§ PROBLEM TO SOLVE: Search the records below for the word "message", then return every line where it appears.
# # #
//! Wire-level schemas of the binary transport.
//!
//! - [`frame`]: fixed prefix, message id and length framing
//! - [`message`]: header and body schemas, login handshake, codec features

pub mod frame;
pub mod message;

pub use frame::{decode_frame, decode_frame_exact, encode_frame, RawFrame, MAX_FRAME_LEN};
pub use message::{
    decode_header, decode_login, decode_value, encode_header, encode_value, LoginRequest,
    LoginResponse, MsgType, RequestHeader, ResponseHeader, WireFormat, PROTOCOL_NAME,
};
# # #
§ YOUR RESPONSE:
//! - [`frame`]: fixed prefix, message id and length framing
//! - [`message`]: header and body schemas, login handshake, codec features
pub mod message;
pub use message::{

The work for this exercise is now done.